ON THIS day, he has chosen the courthouse because an important case involving alcohol is being tried inside: Harold and Candace Thorp vs. James B. Beam Distillery Co. The Seattle couple contends that their 4-year-old son Michael, was born mentally retarded because Candace drank large amounts of Jim Beam whiskey during her pregnancy. The company's bottles, they say, should have carried a warning that alcohol drunk by pregnant women can cause birth defects.
Reaper doesn't so much defend the woman as much as attack the liquor company. "They're trying to make this lady look like a drunk, and maybe she was," he says. "but before she started drinking alcohol she was a tax paying conscientious person and mother. Now they've destroyed her and want her to look bad."
The company, he says, got it's profit. Now the rest of us will, wind up paying the price with our taxes for the child's medical needs. That's the Reaper's biggest complaint: Society, as a whole, suffers for the carnage left by folks who drink too much.
"Today we have welfare. child abuse, wife abuse, poverty, homelessness, crime -- and all these are the backbone of alcohol" he says. "People get their start on fine wines and good Jim Beam whiskey, but when they die, they die on cheap wines and no-good whiskey."
He recommends honking twice every time you drive by a place that sells alcohol, be it a tavern, 7-Eleven or liquor store. "We gotta declare war on these outfits," he says. "We gotta get mean."

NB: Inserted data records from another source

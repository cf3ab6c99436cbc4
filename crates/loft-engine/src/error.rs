//! Engine-level errors.

use thiserror::Error;

use crate::BodyId;

/// Errors surfaced by [`crate::GeometryEngine`] operations.
#[derive(Debug, Error)]
pub enum EngineError {
    /// The sketch produced no closed profile to build from.
    #[error("invalid profile: {0}")]
    InvalidProfile(String),

    /// A referenced body is not in the cache.
    #[error("no solid cached for body {0:?}")]
    MissingGeometry(BodyId),

    /// The extrusion builder failed.
    #[error(transparent)]
    Extrude(#[from] loft_extrude::ExtrudeError),

    /// The boolean engine failed (non-manifold input, empty result).
    #[error(transparent)]
    Csg(#[from] loft_csg::CsgError),

    /// Solid (de)serialization failed.
    #[error("serialization failed: {0}")]
    Serialization(#[from] serde_json::Error),
}

/// Convenience alias for engine results.
pub type Result<T> = std::result::Result<T, EngineError>;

OK, but what about individuals, not companies -- don't they have a responsibility in all this? "People who drink," says Reaper, "are never responsible. The companies are the only ones we can pin down."
He says he wouldn't mind if people made their own beer or wine, drank it at home and were responsible for their guests who drank. But that isn't the case, so he blames the makers, not the drinkers.
RAISED IN logging camps around the Northwest, the Reaper says he's been witnessing the effects of alcohol since he was a child. "When I was 5, I saw a drunk logger molest one of my classmates," he says.
His parents didn't drink and he's only had "two or three gallons" of alcohol in his life. He's been speaking out against alcohol (or the past 15 years -- and dressing up as the Grim Reaper for the past three. Two years ago while driving, he says, he was hit by a drunken driver and sustained minor injuries.
We've been hoodwinked, he says. "The advertising shows beautiful wine and a candlelight dinner. But that's not the real picture. The real picture is children who are suffering, and poverty and abuse. They paint a picture of alcohol that looks like a bunny rabbit.
Grim Reaper endorses what Surgeon General C. Everett Koop has suggested: curb the availability of alcohol, raise taxes on it and limit the advertising.
Pretty unpopular stuff in America circa 1989, particularly the first two. But, the, this is a guy who realizes you don't win popularity contests by dressing up like the Grim Reaper. He points to a Washington Post article that says, "Koop is resented by advertisers. He's the sober party crasher announcing to an industry drunk on power and wealth that the merriment is over. With an annual 100,000 alcohol-related deaths and $130 billion in economic costs, the issue is now public health."
But isn't the Reaper get-up-a bit on the morbid side? "You haven't seen morbid till you've seen a drunkard's home" he says, "I'm nothing. Have you ever seen a car accident with children all over the road?"
After a few minutes on the courthouse steps, Reaper is told by security officials that he cannot be on federal property; he needs a permit. Besides, masks are not allowed. Reaper moves into the street, by the curb. Some people look twice; most show little reaction. he talks to people who agree with his stance; others who disagree.
He's used to it. "A lot of people will honk twice -- that's what I want," he says. But he also gets what he doesn't want -- snide remarks and obscene gestures.
And, occasionally, teenagers driving by, proudly holding up their beer cans, laughing in the face of the Grim Reaper.